Sage Patanjali is a legendary figure in the yoga world. He is credited with the authorship of groundbreaking Sanskrit texts, including the Yoga Sutras. Much of the yoga practice as we know it is rooted in Patanjali’s teachings.

Practicing yogis all around the world chant his words and give thanks to his name. Yoga teachings across the globe still take inspiration from his work, The Yoga Sutras. Patanjali was a sage in ancient India, as well as a scholar, an author, and a philosopher. Patanjali’s brilliant mind and spirit gave birth to the practice of Ashtanga.

In Sanskrit, his name can be broken down patta (पत, meaning “falling or flying”) and anj (अञ्ज्, meaning “honor, celebrate, or beautiful”). Patanjali is often depicted as a man, with a snake coiled around his body, symbolizing the energy coiled at the base of the spine. His image has inspired the origin of Kundalini yoga. The purpose of Kundalini is to undo the restraints of the self and begin the process of spiritual awakening.

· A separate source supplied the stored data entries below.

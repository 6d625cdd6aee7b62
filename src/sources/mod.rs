pub mod aoty;

use async_trait::async_trait;
use url::Url;

use crate::error::TransportError;

pub use aoty::AotyClient;

/// Trait común para cualquier transporte de documentos
#[cfg_attr(test, mockall::automock)]
#[async_trait]
pub trait DocumentFetcher: Send + Sync {
    /// Descarga el documento en `locator`
    async fn fetch(&self, locator: &str) -> Result<RawDocument, TransportError>;

    /// Nombre del transporte, para logs
    fn source_name(&self) -> &'static str;
}

/// Página descargada, todavía sin parsear
#[derive(Debug, Clone, PartialEq, Eq)]
pub struct RawDocument {
    locator: String,
    body: String,
}

impl RawDocument {
    pub fn new(locator: impl Into<String>, body: impl Into<String>) -> Self {
        Self {
            locator: locator.into(),
            body: body.into(),
        }
    }

    pub fn locator(&self) -> &str {
        &self.locator
    }

    pub fn body(&self) -> &str {
        &self.body
    }
}

/// Builds the page URLs the pipeline needs from the site root.
#[derive(Debug, Clone)]
pub struct Locators {
    base: Url,
}

impl Locators {
    pub fn new(base: Url) -> Self {
        Self { base }
    }

    pub fn base(&self) -> &Url {
        &self.base
    }

    /// `{base}/search/albums/?q=<artist album>`
    pub fn album_search(&self, artist: &str, album: &str) -> String {
        format!(
            "{}/search/albums/?q={}",
            self.root(),
            urlencoding::encode(&format!("{artist} {album}"))
        )
    }

    /// `{base}/user/<username>/`
    pub fn user_profile(&self, username: &str) -> String {
        format!("{}/user/{}/", self.root(), urlencoding::encode(username))
    }

    /// Página de álbumes similares de un álbum ya resuelto
    pub fn similar(&self, album_locator: &str) -> String {
        if album_locator.ends_with('/') {
            format!("{album_locator}similar/")
        } else {
            format!("{album_locator}/similar/")
        }
    }

    fn root(&self) -> &str {
        self.base.as_str().trim_end_matches('/')
    }
}

#[cfg(test)]
mod tests {
    use super::*;

    fn locators() -> Locators {
        Locators::new(Url::parse("https://www.albumoftheyear.org/").unwrap())
    }

    #[test]
    fn test_album_search_is_encoded() {
        assert_eq!(
            locators().album_search("radiohead", "ok computer"),
            "https://www.albumoftheyear.org/search/albums/?q=radiohead%20ok%20computer"
        );
    }

    #[test]
    fn test_user_and_similar_locators() {
        let locators = locators();
        assert_eq!(
            locators.user_profile("evrynoiseatonce"),
            "https://www.albumoftheyear.org/user/evrynoiseatonce/"
        );
        assert_eq!(
            locators.similar("https://www.albumoftheyear.org/album/1-ok.php"),
            "https://www.albumoftheyear.org/album/1-ok.php/similar/"
        );
        assert_eq!(
            locators.similar("https://www.albumoftheyear.org/album/1/"),
            "https://www.albumoftheyear.org/album/1/similar/"
        );
    }
}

His origins are a mystery, and his exact location in the world is unknown, which makes his life an exciting tale, the legend of sage Patanjali. He is variously estimated to have lived between 2nd century B.C. to 4th century A.D, but no one knows for sure. In fact, some historians even suggest that Patanjali was a name used by several people who worked on yoga texts at the time.

The Legend

Legend has it that a high-ranking guru by the name of Gonika (translated as “goddess” from Sanskrit) prayed to the gods for a son with inner peace and strength. That way, she could pass on her learnings and introduce the world to her teachings. Several weeks later, she was still praying, when suddenly, a small snake fell into her hands. It was none other than the serpent god Adisesa. The snake transformed into a human that would lead the world on a path to spiritual enlightenment. His knowledge from his time on earth would be bestowed upon Patanjali, whose purpose would be to spread wisdom to all beings.

Wisdom of Yoga

Along his journey, Patanjali realized many things, one of which was how common suffering was among individuals from all walks of life. Therefore, he made it his mission to attempt to end all suffering. The way to do that was to unleash the power housed within oneself.  And so, the practice of Ashtanga yoga was born with one goal in mind: to promote ethical living. 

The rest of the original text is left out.